I have always been interested in cryptology, but struggled with Algebra as a kid. As a result I know the basics of how the Diffie-Hellman Key Exchange (DH from here on) works, but I don't know why it does. I know that by two similar algorithms with two private numbers, both parties come to the same conclusion.
Why?
(I have used the wikipedia article to gain my understanding of the formulae and reproduce them in a Ruby script for my own learning.)

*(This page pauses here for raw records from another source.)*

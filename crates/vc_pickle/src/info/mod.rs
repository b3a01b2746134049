//! The type descriptor model.
//!
//! A [`TypeDescriptor`] is derived once per type and cached for the life of
//! the process. Records list their [`FieldDescriptor`]s in a stable order,
//! which is the order used on the wire.

mod cell;
mod descriptor;
mod field;
mod primitive;
mod record;
mod typed;

pub use cell::{DescriptorCell, GenericDescriptorCell};
pub use descriptor::{
    Alternative, Factory, Hierarchy, InstanceOps, NullableInfo, SequenceInfo, SharedInfo,
    SingletonInfo, TypeDescriptor, TypeKind, Upcast,
};
pub use field::{Accessibility, FieldDescriptor, Getter, Setter};
pub use primitive::{
    LENGTH_PREFIX_SIZE, Primitive, PrimitiveArray, PrimitiveKind, PrimitiveSlice, PrimitiveType,
};
pub use record::{Constructor, FieldBag, RecordBuilder, RecordInfo};
pub use typed::Typed;
impl Reader for JsonReader<'_> {
    #[inline]
    fn hint_tag(&mut self, tag: &str) {
        self.tag = Some(tag.into());
    }

    #[inline]
    fn hint_statically_elided_type(&mut self) {
        self.elided = true;
    }

    #[inline]
    fn hint_dynamically_elided_type(&mut self) {
        self.elided = true;
    }

    fn begin_entry(&mut self) -> Result<String, PickleError> {
        let hinted = self.tag.take();
        let elidable = core::mem::take(&mut self.elided);
        let value = self.value;
        match value {
            Value::Null => {
                self.content = Some(value);
                Ok(NULL_TAG.into())
            }
            Value::Object(map) => {
                if let Some(id) = map.get(REF_KEY) {
                    self.content = Some(id);
                    return Ok(REF_TAG.into());
                }
                self.content = Some(map.get(VALUE_KEY).unwrap_or(value));
                match map.get(TAG_KEY) {
                    Some(Value::String(tag)) => Ok(tag.clone()),
                    Some(other) => Err(PickleError::Decode(format!("invalid `{TAG_KEY}` {other}"))),
                    None => self.hinted(hinted, elidable),
                }
            }
            _ => {
                self.content = Some(value);
                self.hinted(hinted, elidable)
            }
        }
    }

    #[inline]
    fn read_primitive(&mut self, kind: PrimitiveKind) -> Result<Primitive, PickleError> {
        primitive_from_json(self.content()?, kind)
    }

    fn read_str(&mut self) -> Result<String, PickleError> {
        match self.content()? {
            Value::String(text) => Ok(text.clone()),
            other => Err(PickleError::Decode(format!("`{other}` is not a string"))),
        }
    }

    fn read_primitive_array(&mut self, kind: PrimitiveKind) -> Result<PrimitiveArray, PickleError> {
        let Value::Array(values) = self.content()? else {
            return Err(PickleError::Decode(format!("expected an array of {kind}")));
        };
        let mut items = PrimitiveArray::with_capacity(kind, values.len());
        for value in values {
            items.push(primitive_from_json(value, kind)?)?;
        }
        Ok(items)
    }

    fn read_field(&mut self, name: &str) -> Result<Box<dyn Reader + '_>, PickleError> {
        let field = self
            .content()?
            .get(&field_key(name))
            .ok_or_else(|| PickleError::Decode(format!("missing field `{name}`")))?;
        Ok(Box::new(JsonReader::new(field)))
    }

    fn begin_collection(&mut self) -> Result<usize, PickleError> {
        self.next_element = 0;
        match self.content()? {
            Value::Array(items) => Ok(items.len()),
            other => Err(PickleError::Decode(format!("`{other}` is not an array"))),
        }
    }

    fn read_element(&mut self) -> Result<Box<dyn Reader + '_>, PickleError> {
        let index = self.next_element;
        let item = self
            .content()?
            .get(index)
            .ok_or_else(|| PickleError::Decode(format!("missing element {index}")))?;
        self.next_element += 1;
        Ok(Box::new(JsonReader::new(item)))
    }

    #[inline]
    fn end_collection(&mut self) -> Result<(), PickleError> {
        Ok(())
    }

    #[inline]
    fn end_entry(&mut self) -> Result<(), PickleError> {
        Ok(())
    }
}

My primary curiosity is over the two primary steps of deriving the public keys (which are exchanged) and then deriving the same, final encryption key. How do Alice and Bob actually get the same key without the sharing of their two private keys? I'm probably missing an obvious "solve for …" or a simple rule, somewhere.
Given:
- G: a small prime
- P: a very large prime (EG, 1024 bits)
Secret Keys (just a random number):
- $X_a$ Alice's secret key
- $X_b$ Bob's secret key
Temporary (shared) Keys:
- Alice: $Y_a = G^{X_a} \mod P$
- Bob: $Y_b = G^{X_b} \mod P$
Final Key:
- Alice: ${Y_b}^{X_a} \mod P$
- Bob: ${Y_a}^{X_b} \mod P$
Edit:
Assume:
$G = 7$
$P = 11$
$X_a = 6$
$X_b = 9$
Should be:
$Y_a = 4$
$Y_b = 8$
By lhf's answer and a proper application of simplifying exponents, $G^{a \centerdot b} \mod P = 3$ should be correct. However, it is nowhere close. Manipulating it to $G^{a + b} \mod P = 3$ is still incorrect, but closer.

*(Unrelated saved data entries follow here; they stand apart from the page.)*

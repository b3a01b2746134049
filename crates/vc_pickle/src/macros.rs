//! Declarative implementations of [`Reflect`](crate::Reflect) and
//! [`Typed`](crate::info::Typed) for user types.

/// Implements [`Reflect`](crate::Reflect) and [`Typed`](crate::info::Typed)
/// for a record with public fields.
///
/// Without a marker, every field of the struct must be listed and the
/// struct literal is used as the primary constructor. With `: Default`,
/// [`Default`] is used as the shell and the listed fields are assigned
/// after construction. An optional `as "tag"` overrides the type tag.
///
/// # Examples
///
/// ```
/// use vc_pickle::{Ref, impl_record};
///
/// pub struct Point {
///     pub x: i32,
///     pub y: i32,
/// }
///
/// impl_record!(Point { x, y });
///
/// #[derive(Default)]
/// pub struct Node {
///     pub value: u32,
///     pub next: Option<Ref<Node>>,
/// }
///
/// impl_record!(Node: Default as "node" { value, next });
///
/// use vc_pickle::info::Typed;
/// assert_eq!(<Node as Typed>::descriptor().tag(), "node");
/// assert!(<Point as Typed>::descriptor().as_record().unwrap().constructor().is_some());
/// ```
#[macro_export]
macro_rules! impl_record {
    ($ty:ident $(as $tag:literal)? { $($field:ident),* $(,)? }) => {
        $crate::impl_record!(@reflect $ty);

        impl $crate::info::Typed for $ty {
            fn descriptor() -> &'static $crate::info::TypeDescriptor {
                static CELL: $crate::info::DescriptorCell = $crate::info::DescriptorCell::new();
                CELL.get_or_init(|| {
                    $crate::info::RecordBuilder::<$ty>::new()
                        $(.tag($tag))?
                        $(.public_field(
                            ::core::stringify!($field),
                            |value| &value.$field,
                            |value| &mut value.$field,
                        ))*
                        .constructor(
                            &[$(::core::stringify!($field)),*],
                            |bag| ::core::result::Result::Ok($ty {
                                $($field: bag.take(::core::stringify!($field))?),*
                            }),
                        )
                        .build()
                })
            }
        }
    };
    ($ty:ident: Default $(as $tag:literal)? { $($field:ident),* $(,)? }) => {
        $crate::impl_record!(@reflect $ty);

        impl $crate::info::Typed for $ty {
            fn descriptor() -> &'static $crate::info::TypeDescriptor {
                static CELL: $crate::info::DescriptorCell = $crate::info::DescriptorCell::new();
                CELL.get_or_init(|| {
                    $crate::info::RecordBuilder::<$ty>::new()
                        $(.tag($tag))?
                        $(.public_field(
                            ::core::stringify!($field),
                            |value| &value.$field,
                            |value| &mut value.$field,
                        ))*
                        .default_shell()
                        .build()
                })
            }
        }
    };
    (@reflect $ty:ident) => {
        impl $crate::Reflect for $ty {
            #[inline]
            fn represented_descriptor(&self) -> &'static $crate::info::TypeDescriptor {
                <Self as $crate::info::Typed>::descriptor()
            }

            #[inline]
            fn reflect_ref(&self) -> $crate::ReflectRef<'_> {
                $crate::ReflectRef::Record
            }

            $crate::reflect_casts!();
        }
    };
}

/// Implements [`Reflect`](crate::Reflect) and [`Typed`](crate::info::Typed)
/// for a unit struct with exactly one value.
///
/// # Examples
///
/// ```
/// use vc_pickle::info::{TypeKind, Typed};
///
/// pub struct Nothing;
/// vc_pickle::impl_singleton!(Nothing);
///
/// assert!(matches!(<Nothing as Typed>::descriptor().kind(), TypeKind::Singleton(_)));
/// ```
#[macro_export]
macro_rules! impl_singleton {
    ($ty:ident $(as $tag:literal)?) => {
        impl $crate::Reflect for $ty {
            #[inline]
            fn represented_descriptor(&self) -> &'static $crate::info::TypeDescriptor {
                <Self as $crate::info::Typed>::descriptor()
            }

            #[inline]
            fn reflect_ref(&self) -> $crate::ReflectRef<'_> {
                $crate::ReflectRef::Singleton
            }

            $crate::reflect_casts!();
        }

        impl $crate::info::Typed for $ty {
            fn descriptor() -> &'static $crate::info::TypeDescriptor {
                static CELL: $crate::info::DescriptorCell = $crate::info::DescriptorCell::new();
                CELL.get_or_init(|| {
                    $crate::info::TypeDescriptor::singleton::<$ty>(
                        || -> ::std::boxed::Box<dyn $crate::Reflect> { ::std::boxed::Box::new($ty) },
                    )
                    $(.with_tag($tag))?
                })
            }
        }
    };
}

/// Implements [`Typed`](crate::info::Typed) for a trait object type.
///
/// The trait must have [`Reflect`](crate::Reflect) as a supertrait. The
/// listed types are the closed alternatives, tried in order. Other
/// implementors are reached through [`register_subtype!`](crate::register_subtype).
///
/// # Examples
///
/// ```
/// use vc_pickle::{Reflect, Ref, impl_hierarchy, impl_record, shared};
///
/// pub trait Shape: Reflect {
///     fn area(&self) -> f64;
/// }
///
/// pub struct Square {
///     pub side: f64,
/// }
/// impl_record!(Square { side });
///
/// impl Shape for Square {
///     fn area(&self) -> f64 {
///         self.side * self.side
///     }
/// }
///
/// impl_hierarchy!(dyn Shape { Square });
///
/// let shape: Ref<dyn Shape> = shared(Square { side: 2.0 });
/// assert_eq!(shape.borrow().area(), 4.0);
/// ```
#[macro_export]
macro_rules! impl_hierarchy {
    ($base:ty { $($alt:ty),* $(,)? }) => {
        impl $crate::info::Typed for $base {
            fn descriptor() -> &'static $crate::info::TypeDescriptor {
                static CELL: $crate::info::DescriptorCell = $crate::info::DescriptorCell::new();
                CELL.get_or_init(|| {
                    $crate::info::TypeDescriptor::open::<$base>(::std::vec![$(
                        $crate::info::Alternative::new(
                            <$alt as $crate::info::Typed>::descriptor,
                            $crate::__upcast!($base => $alt),
                        )
                    ),*])
                })
            }
        }
    };
}

/// Registers a runtime subtype of an open hierarchy with a
/// [`CodecRegistry`](crate::CodecRegistry).
///
/// # Examples
///
/// ```ignore
/// register_subtype!(registry, dyn Shape => Triangle);
/// ```
#[macro_export]
macro_rules! register_subtype {
    ($registry:expr, $base:ty => $ty:ty) => {
        $registry.register_subtype(
            <$base as $crate::info::Typed>::descriptor(),
            <$ty as $crate::info::Typed>::descriptor(),
            $crate::__upcast!($base => $ty),
        )
    };
}

#[doc(hidden)]
#[macro_export]
macro_rules! __upcast {
    ($base:ty => $ty:ty) => {
        |object: ::std::rc::Rc<dyn ::core::any::Any>|
         -> ::core::option::Option<::std::boxed::Box<dyn $crate::Reflect>> {
            let concrete: $crate::Ref<$ty> = object.downcast().ok()?;
            let upcast: $crate::Ref<$base> = concrete;
            ::core::option::Option::Some(::std::boxed::Box::new(upcast))
        }
    };
}

/// Declares a registration applied by [`CodecRegistry::auto_register`](crate::CodecRegistry::auto_register).
///
/// `auto_register!(T)` registers the tag of `T`, `auto_register!(dyn Base => T)`
/// registers `T` as a runtime subtype of `dyn Base`. Does nothing when the
/// `auto_register` feature is disabled.
///
/// # Examples
///
/// ```ignore
/// auto_register!(Point);
/// auto_register!(dyn Shape => Triangle);
/// ```
#[cfg(feature = "auto_register")]
#[macro_export]
macro_rules! auto_register {
    ($base:ty => $ty:ty) => {
        $crate::__macro_exports::inventory::submit! {
            $crate::__macro_exports::AutoRegistration {
                register: |registry| {
                    $crate::register_subtype!(registry, $base => $ty);
                },
            }
        }
    };
    ($ty:ty) => {
        $crate::__macro_exports::inventory::submit! {
            $crate::__macro_exports::AutoRegistration {
                register: |registry| registry.register::<$ty>(),
            }
        }
    };
}

/// Declares a registration applied by [`CodecRegistry::auto_register`](crate::CodecRegistry::auto_register).
#[cfg(not(feature = "auto_register"))]
#[macro_export]
macro_rules! auto_register {
    ($base:ty => $ty:ty) => {};
    ($ty:ty) => {};
}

Why is $(G^{a + b} \mod P) \mod P = 3$ correct?
Edit 2:
The calculator that I use on my computer incorrectly handles % as modulo, and therefore does not emit the correct answer. If you have a Mac, you can use Spotlight (cmd+space) and (7^(6*9)) % 11 (even if you use "modulo") becomes 8—and no, I have no idea why.
So… chalk one problem up to trusting calculators. I understood exponents and their rules to begin with, but with a faulty calculator in the way it even made me question what I practically aced as a kid. Sheesh.
Best Answer
The wikipedia article says it plainly: "Both Alice and Bob have arrived at the same value, because $(g^a)^b$ and $(g^b)^a$ are equal mod $p$." Note that they're both equal to $g^{ab}$ mod $p$.